La Cina “è divenuto il primo mercato al mondo per l’industria dell’automobile. Le esportazioni sono ancora in un trend negativo, data la crisi finanziaria, ma il mercato interno è florido e diventa sempre più dinamico”. A dirlo è l’Associazione cinese dei produttori di autovetture, secondo cui “le vendite interne del settore arriveranno quest’anno a 13 milioni: un sostanzioso aumento rispetto alle 9,38 milioni di unità acquistate lo scorso anno. I dati parlano chiaro: abbiamo superato gli Stati Uniti”.

Soh Weiming, vice presidente esecutivo del settore vendite e marketing della branca cinese di Volkswagen, conferma: “Il mercato interno rimane robusto, nonostante i colpi all’economia internazionale”. D’altra parte, il governo centrale ha varato all’inizio del 2009 una serie di misure a sostegno dell’industria dell’automobile, per cercare di migliorare proprio le vendite interne. Kevin Wale, presidente di General Motors China, loda la decisione di Pechino che “ha fatto aumentare le vendite del 50%”.

Le politiche di stimolo all’acquisto includono il taglio delle tasse per le vetture con una capacità di spinta del motore pari a 1,6 litri – o minore – e l’erogazione di un sussidio una tantum di 5mila yuan destinato alla popolazione rurale che intende acquistare una piccola macchina. I dirigenti del settore confermano che “faranno di tutto” per convincere Pechino a mantenere in vigore il pacchetto di stimoli anche per il prossimo anno.

Masahiro Kato, presidente del settore cinese della nipponica Toyota, sottolinea che oramai “la Cina è il primo mercato mondiale, per quanto ci riguarda.
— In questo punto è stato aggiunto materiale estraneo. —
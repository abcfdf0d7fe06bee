//! Static resolver pass for the **Lox** interpreter.
//!
//! This resolver does three things in one AST walk:
//! 1. Build lexical scopes (stack of `HashMap<&str,bool>` tracking declared/defined).
//! 2. Report static errors (redeclaration, read in own initializer, invalid
//!    `return`, `this` or `super`, self‑inheritance).  An error is recorded
//!    and the walk carries on, so one pass reports all of them.
//! 3. Record, for *each* local variable occurrence, how many scopes separate it
//!    from its declaration.  Occurrences missing from the resulting [`Locals`]
//!    table are globals, so the interpreter never falls back to a dynamic
//!    lookup that would see a later shadowing local.

use crate::ast::{Expr, ExprId, FunctionDecl, Stmt};
use crate::error::LoxError;
use crate::token::Token;
use crate::value::INITIALIZER;
use log::{debug, info};
use std::collections::HashMap;
use std::rc::Rc;

/// Side‑table: reference site → scope distance (innermost = 0).
pub type Locals = HashMap<ExprId, usize>;

/// What kind of function body are we in?  Used to validate `return`.
#[derive(Copy, Clone, Debug, PartialEq, Eq)]
enum FunctionType {
    None,
    Function,
    Initializer,
    Method,
}

/// What kind of class body are we in?  Used to validate `this` / `super`.
#[derive(Copy, Clone, Debug, PartialEq, Eq)]
enum ClassType {
    None,
    Class,
    Subclass,
}

/// Resolver: tracks scopes, enforces static rules, and records binding
/// distances for the interpreter.
pub struct Resolver<'a> {
    scopes: Vec<HashMap<&'a str, bool>>, // false=declared, true=defined
    current_function: FunctionType,
    current_class: ClassType,
    locals: Locals,
    errors: Vec<LoxError>,
}

impl<'a> Default for Resolver<'a> {
    fn default() -> Self {
        Self::new()
    }
}

impl<'a> Resolver<'a> {
    pub fn new() -> Self {
        info!("Resolver instantiated");

        Resolver {
            scopes: Vec::new(),
            current_function: FunctionType::None,
            current_class: ClassType::None,
            locals: HashMap::new(),
            errors: Vec::new(),
        }
    }

    /// Walk all top‑level statements, returning the side‑table or every
    /// static error found.
    pub fn resolve(mut self, statements: &'a [Stmt]) -> Result<Locals, Vec<LoxError>> {
        info!(
            "Beginning resolve pass over {} statement(s)",
            statements.len()
        );

        self.resolve_stmts(statements);

        if self.errors.is_empty() {
            info!("Resolved {} local reference(s)", self.locals.len());
            Ok(self.locals)
        } else {
            info!("Resolve pass found {} error(s)", self.errors.len());
            Err(self.errors)
        }
    }

    /// Resolve a lone expression (everything in it is global).
    pub fn resolve_expression(mut self, expr: &'a Expr) -> Result<Locals, Vec<LoxError>> {
        self.resolve_expr(expr);

        if self.errors.is_empty() {
            Ok(self.locals)
        } else {
            Err(self.errors)
        }
    }

    fn error(&mut self, token: &Token, message: &str) {
        self.errors.push(LoxError::resolve(token, message));
    }

    // ─────────────────────────────────────────────────────────────────────────
    // Statement resolution
    // ─────────────────────────────────────────────────────────────────────────

    fn resolve_stmts(&mut self, statements: &'a [Stmt]) {
        for stmt in statements {
            self.resolve_stmt(stmt);
        }
    }

    fn resolve_stmt(&mut self, stmt: &'a Stmt) {
        match stmt {
            Stmt::Block(statements) => {
                self.begin_scope();
                self.resolve_stmts(statements);
                self.end_scope();
            }

            Stmt::Var { name, initializer } => {
                // declare → resolve initializer → define
                self.declare(name);
                if let Some(expr) = initializer {
                    self.resolve_expr(expr);
                }
                self.define(name);
            }

            Stmt::Function(declaration) => {
                // Defined before the body so the function can recurse.
                self.declare(&declaration.name);
                self.define(&declaration.name);
                self.resolve_function(declaration, FunctionType::Function);
            }

            Stmt::Expression(expr) | Stmt::Print(expr) => {
                self.resolve_expr(expr);
            }

            Stmt::If {
                condition,
                then_branch,
                else_branch,
            } => {
                self.resolve_expr(condition);
                self.resolve_stmt(then_branch);
                if let Some(eb) = else_branch.as_deref() {
                    self.resolve_stmt(eb);
                }
            }

            Stmt::While { condition, body } => {
                self.resolve_expr(condition);
                self.resolve_stmt(body);
            }

            Stmt::Return { keyword, value } => {
                if self.current_function == FunctionType::None {
                    self.error(keyword, "Can't return from top-level code.");
                }

                if let Some(expr) = value {
                    if self.current_function == FunctionType::Initializer {
                        self.error(keyword, "Can't return a value from an initializer.");
                    }
                    self.resolve_expr(expr);
                }
            }

            Stmt::Class {
                name,
                superclass,
                methods,
            } => self.resolve_class(name, superclass.as_ref(), methods),
        }
    }

    fn resolve_class(
        &mut self,
        name: &'a Token,
        superclass: Option<&'a Expr>,
        methods: &'a [Rc<FunctionDecl>],
    ) {
        debug!("Resolving class '{}'", name.lexeme);

        let enclosing_class = self.current_class;
        self.current_class = ClassType::Class;

        self.declare(name);
        self.define(name);

        if let Some(superclass) = superclass {
            if let Expr::Variable {
                name: super_name, ..
            } = superclass
            {
                if super_name.lexeme == name.lexeme {
                    self.error(super_name, "A class can't inherit from itself.");
                }
            }

            self.current_class = ClassType::Subclass;
            self.resolve_expr(superclass);

            self.begin_scope();
            self.define_synthetic("super");
        }

        self.begin_scope();
        self.define_synthetic("this");

        for method in methods {
            let kind = if method.name.lexeme == INITIALIZER {
                FunctionType::Initializer
            } else {
                FunctionType::Method
            };
            self.resolve_function(method, kind);
        }

        self.end_scope();

        if superclass.is_some() {
            self.end_scope();
        }

        self.current_class = enclosing_class;
    }

    // ─────────────────────────────────────────────────────────────────────────
    // Expression resolution
    // ─────────────────────────────────────────────────────────────────────────

    fn resolve_expr(&mut self, expr: &'a Expr) {
        match expr {
            Expr::Literal(_) => {}

            Expr::Grouping(inner) => self.resolve_expr(inner),

            Expr::Unary { right, .. } => self.resolve_expr(right),

            Expr::Binary { left, right, .. } | Expr::Logical { left, right, .. } => {
                self.resolve_expr(left);
                self.resolve_expr(right);
            }

            Expr::Variable { id, name } => {
                if let Some(scope) = self.scopes.last() {
                    if scope.get(name.lexeme.as_str()) == Some(&false) {
                        self.error(name, "Can't read local variable in its own initializer.");
                    }
                }

                self.resolve_local(*id, name);
            }

            Expr::Assign { id, name, value } => {
                // First resolve RHS, then bind LHS
                self.resolve_expr(value);
                self.resolve_local(*id, name);
            }

            Expr::Call {
                callee, arguments, ..
            } => {
                self.resolve_expr(callee);
                for arg in arguments {
                    self.resolve_expr(arg);
                }
            }

            Expr::Get { object, .. } => self.resolve_expr(object),

            Expr::Set { object, value, .. } => {
                self.resolve_expr(value);
                self.resolve_expr(object);
            }

            Expr::This { id, keyword } => {
                if self.current_class == ClassType::None {
                    self.error(keyword, "Can't use 'this' outside of a class.");
                    return;
                }

                self.resolve_local(*id, keyword);
            }

            Expr::Super { id, keyword, .. } => {
                match self.current_class {
                    ClassType::None => {
                        self.error(keyword, "Can't use 'super' outside of a class.");
                    }
                    ClassType::Class => {
                        self.error(keyword, "Can't use 'super' in a class with no superclass.");
                    }
                    ClassType::Subclass => {}
                }

                self.resolve_local(*id, keyword);
            }
        }
    }

    // ─────────────────────────────────────────────────────────────────────────
    // Function helper
    // ─────────────────────────────────────────────────────────────────────────

    /// Parameters and body share one fresh scope, matching the single
    /// environment a call creates.
    fn resolve_function(&mut self, function: &'a FunctionDecl, kind: FunctionType) {
        let enclosing = self.current_function;
        self.current_function = kind;

        self.begin_scope();
        for param in &function.params {
            self.declare(param);
            self.define(param);
        }
        self.resolve_stmts(&function.body);
        self.end_scope();

        self.current_function = enclosing;
    }

    // ─────────────────────────────────────────────────────────────────────────
    // Scope management
    // ─────────────────────────────────────────────────────────────────────────

    #[inline]
    fn begin_scope(&mut self) {
        self.scopes.push(HashMap::new());
    }

    #[inline]
    fn end_scope(&mut self) {
        self.scopes.pop();
    }

    /// Globals are not tracked; redeclaring one is allowed.
    fn declare(&mut self, name: &'a Token) {
        let Some(scope) = self.scopes.last_mut() else {
            return;
        };

        if scope.contains_key(name.lexeme.as_str()) {
            self.error(name, "Already a variable with this name in this scope.");
            return;
        }

        scope.insert(&name.lexeme, false);
    }

    fn define(&mut self, name: &'a Token) {
        if let Some(scope) = self.scopes.last_mut() {
            scope.insert(&name.lexeme, true);
        }
    }

    fn define_synthetic(&mut self, name: &'static str) {
        if let Some(scope) = self.scopes.last_mut() {
            scope.insert(name, true);
        }
    }

    // ─────────────────────────────────────────────────────────────────────────
    // Binding‑distance helper
    // ─────────────────────────────────────────────────────────────────────────

    /// Record this occurrence as a local at the depth of the innermost scope
    /// declaring it; leave it out of the table when no scope does (global).
    fn resolve_local(&mut self, id: ExprId, name: &Token) {
        for (depth, scope) in self.scopes.iter().rev().enumerate() {
            if scope.contains_key(name.lexeme.as_str()) {
                debug!("Resolved '{}' {} at depth {}", name.lexeme, id, depth);
                self.locals.insert(id, depth);
                return;
            }
        }

        debug!("Resolved '{}' {} as global", name.lexeme, id);
    }
}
Secondo le stime, le nostre vendite di quest’anno arriveranno a 700mila unità, un aumento di 100mila rispetto allo scorso anno. Ora puntiamo a inserire fra le vendite anche i nostri modelli ibridi: Prius e Camry”. Lo scopo è quello di arrivare ad almeno 800mila vendite nel corso del 2010.

Tuttavia, gli esperti del settore temono per il nuovo anno una flessione del settore. Secondo General Motors China, è plausibile che le vendite rallentino del 10/15% dati gli eccezionali numeri di vendita del 2009. Yale Zhang, direttore della Greater China Veicles, conferma: “L’impatto degli stimoli varati dal governo centrale a favore del settore automobilistico è destinato a decelerare. Il massimo è già stato raggiunto”.